Find total number of triplets (a, b, c) such that a² + b² + c² is divisible by 28.

(In reply to possible solution by Ady TZIDON)

For the numbers whose mod 28 representation is (4,8,16), the calculation of the number of choices is correct. 10³ = 1000. There are 10 different numbers mod 28 ≅ 4 × 10 different numbers mod 28 ≅ 8 × 10 different numbers mod 28 ≅ 16.

For the numbers whose mod 28 representation is (0,0,0), the calculation is in error. Though there are 5 numbers corresponding to mod 28 ≅0, the calculation is not 5³ = 125 for the number of combinations. As 3 of these numbers must be chosen from the set of 5, and as repetition is allowed, the number of combinations is given by (5 + 3 - 1)!/(3!×(5 - 3)!) = 35.

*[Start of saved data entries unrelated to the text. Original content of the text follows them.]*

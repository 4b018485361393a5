//! Shared scalar types and configuration for the storage engine.

mod page_id;

pub use page_id::PageId;

use serde::{Deserialize, Serialize};

/// Default page size in bytes. Must match the backing block device's block size.
pub const PAGE_SIZE: usize = 4096;

/// Sentinel meaning "no page" wherever a `u32` page reference is stored on disk.
pub const INVALID_PID: u32 = u32::MAX;

/// Size, in bytes, of the common page header that prefixes every page.
pub const PAGE_HEADER_SIZE: usize = 16;

/// Page-kind tags. Every subsystem that owns pages picks disjoint values from this set
/// so a fetched page's kind alone identifies which subsystem owns it.
pub mod page_kind {
    pub const FREE: u16 = 0x00;
    pub const BPT_LEAF: u16 = 0x01;
    pub const BPT_INODE: u16 = 0x02;
    pub const LONG_STORE_HEAD: u16 = 0x03;
    pub const LONG_STORE_CHUNK: u16 = 0x04;
    pub const RADIX_LEVEL: u16 = 0x05;
    pub const SLAB_STORE: u16 = 0x06;
    pub const SUPERBLOCK: u16 = 0x07;
}

/// How a full leaf/inode reacts to an insert it cannot directly absorb.
#[derive(Debug, Clone, Copy, PartialEq, Eq, Serialize, Deserialize)]
pub enum RebalancePolicy {
    /// Split the node unconditionally.
    ForceSplit,
    /// Try to push one element onto a sibling before splitting.
    NeighborShare,
    /// Cascade shifts through full neighbors in one direction before splitting.
    LocalRebalance,
}

impl Default for RebalancePolicy {
    fn default() -> Self {
        RebalancePolicy::NeighborShare
    }
}

/// Whether `put` on an existing key overwrites it or is rejected.
#[derive(Debug, Clone, Copy, PartialEq, Eq, Serialize, Deserialize)]
pub enum InsertPolicy {
    /// Fail if the key already exists.
    Insert,
    /// Overwrite the value if the key already exists.
    Upsert,
}

impl Default for InsertPolicy {
    fn default() -> Self {
        InsertPolicy::Upsert
    }
}

/// B-tree tuning: per-subsystem slot-size bounds, page-kind tags, and operational policy.
#[derive(Debug, Clone, PartialEq, Eq, Serialize, Deserialize)]
pub struct BTreeConfig {
    /// Smallest payload (key+value encoding) a leaf slot must be able to hold.
    pub leaf_min_slot_size: usize,
    /// Largest payload a leaf slot may occupy before it is rejected outright.
    pub leaf_max_slot_size: usize,
    /// Smallest payload an internal-node slot must be able to hold.
    pub inode_min_slot_size: usize,
    /// Largest payload an internal-node slot may occupy before it is rejected outright.
    pub inode_max_slot_size: usize,
    /// Page-kind tag used for leaf pages.
    pub leaf_page_kind: u16,
    /// Page-kind tag used for internal-node pages.
    pub inode_page_kind: u16,
    /// Rebalance policy applied when a node cannot directly absorb an insert.
    pub rebalance_policy: RebalancePolicy,
    /// Insert policy applied to `put` on an existing key.
    pub insert_policy: InsertPolicy,
}

impl Default for BTreeConfig {
    fn default() -> Self {
        Self {
            leaf_min_slot_size: 16,
            leaf_max_slot_size: PAGE_SIZE / 4,
            inode_min_slot_size: 8,
            inode_max_slot_size: PAGE_SIZE / 4,
            leaf_page_kind: page_kind::BPT_LEAF,
            inode_page_kind: page_kind::BPT_INODE,
            rebalance_policy: RebalancePolicy::default(),
            insert_policy: InsertPolicy::default(),
        }
    }
}

impl BTreeConfig {
    pub fn new() -> Self {
        Self::default()
    }

    /// A configuration favoring fewer, fatter nodes (fewer page fetches per op).
    pub fn high_capacity() -> Self {
        Self {
            leaf_max_slot_size: PAGE_SIZE / 2,
            inode_max_slot_size: PAGE_SIZE / 2,
            ..Self::default()
        }
    }

    pub fn with_rebalance_policy(mut self, policy: RebalancePolicy) -> Self {
        self.rebalance_policy = policy;
        self
    }

    pub fn with_insert_policy(mut self, policy: InsertPolicy) -> Self {
        self.insert_policy = policy;
        self
    }

    pub fn max_key_size(&self) -> usize {
        self.leaf_max_slot_size / 2
    }

    pub fn max_value_size(&self) -> usize {
        self.leaf_max_slot_size
    }
}

/// Radix trie tuning: fan-out and page-kind tag.
#[derive(Debug, Clone, Copy, PartialEq, Eq, Serialize, Deserialize)]
pub struct RadixConfig {
    /// Number of slots per level. Default 256 (one byte of key per level).
    pub fan_out: u32,
    /// Page-kind tag used for radix-level pages.
    pub page_kind: u16,
}

impl Default for RadixConfig {
    fn default() -> Self {
        Self {
            fan_out: 256,
            page_kind: page_kind::RADIX_LEVEL,
        }
    }
}

#[cfg(test)]
mod tests {
    use super::*;

    #[test]
    fn btree_config_defaults_are_sane() {
        let cfg = BTreeConfig::default();
        assert!(cfg.leaf_min_slot_size < cfg.leaf_max_slot_size);
        assert!(cfg.inode_min_slot_size < cfg.inode_max_slot_size);
        assert_ne!(cfg.leaf_page_kind, cfg.inode_page_kind);
    }

    #[test]
    fn radix_config_defaults_to_256() {
        assert_eq!(RadixConfig::default().fan_out, 256);
    }
}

Thus, the total number of possible solutions is 1000 + 35 = 1035.

Nevertheless, I found your analysis of determining the number of different numbers mod 28 brilliant.

*Corrected, as the comparison operators also include equal in addition to the less than. (Thanks, Charlie).

Edited on December 21, 2014, 10:14 pm

Posted by Dej Mar on 2014-12-21 18:08:34